Hamid Reza Hassanzadeh et al. [
28] put forward a new pipeline approach for predicting the survival chances of cancer patients. The proposed technique used graph-based semisupervised learning Laplacian support vector machines. This approach was used to predict the survival of kidney cancer (KIRC) and neuroblastoma (NB) patients. It comprised four steps. The first is preprocessing, in which data are analyzed and stored in feature metrics. The second step involves feature extraction, in which overfitting problems are removed. In the third, different models are trained. The final step is the adoption of a generalization strategy to check and give weight to each model according to its accuracy. This pipeline approach was compared to supervised SVM and produced more accurate results.
Jiande Wu et al. [
29] proposed the use of different machine learning algorithms for the classification of triple-negative breast cancer from nontriple negative breast cancer. For this purpose, RNA-sequencing gene expression data were downloaded from TCGA for 110 triple-negative breast cancer samples and 992 nontriple negative samples. The applied machine learning classification models were SVM, KNN, Naïve Bayes (NB), and DT. Because of the high dimensions of the data, before classification, an extra step, named feature selection, was performed to obtain the most relevant features. The accuracies of the classification task were 90%, 87%, 85%, and 87%, respectively. It is clear from the results that SVM performed better than the other approaches.

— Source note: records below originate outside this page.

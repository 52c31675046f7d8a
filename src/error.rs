use thiserror::Error;

#[derive(Debug, Error)]
pub enum InventoryError {
    #[error("configuration error: {0}")]
    Config(String),

    #[error(transparent)]
    Provider(#[from] crate::providers::ProviderError),

    #[error("failed to serialize inventory: {0}")]
    Serialize(#[from] serde_json::Error),

    #[error("I/O error: {0}")]
    Io(#[from] std::io::Error),
}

Léon-Charles Tranchevent et al. [
30] proposed a new approach for feature selection based on graphs combined with deep neural networks to anticipate the clinical outcomes of neuroblastoma patients. This approach took patient data and applied the graph-based method to extract the most relevant features. The extracted features were then used to train the DNN model. Finally, the performance of the model was recorded. Its accuracy was compared with other classifiers, namely, support vector machine and random forest, trained on the same data. The proposed methodology outperformed these classifiers in predicting patient clinical outcomes.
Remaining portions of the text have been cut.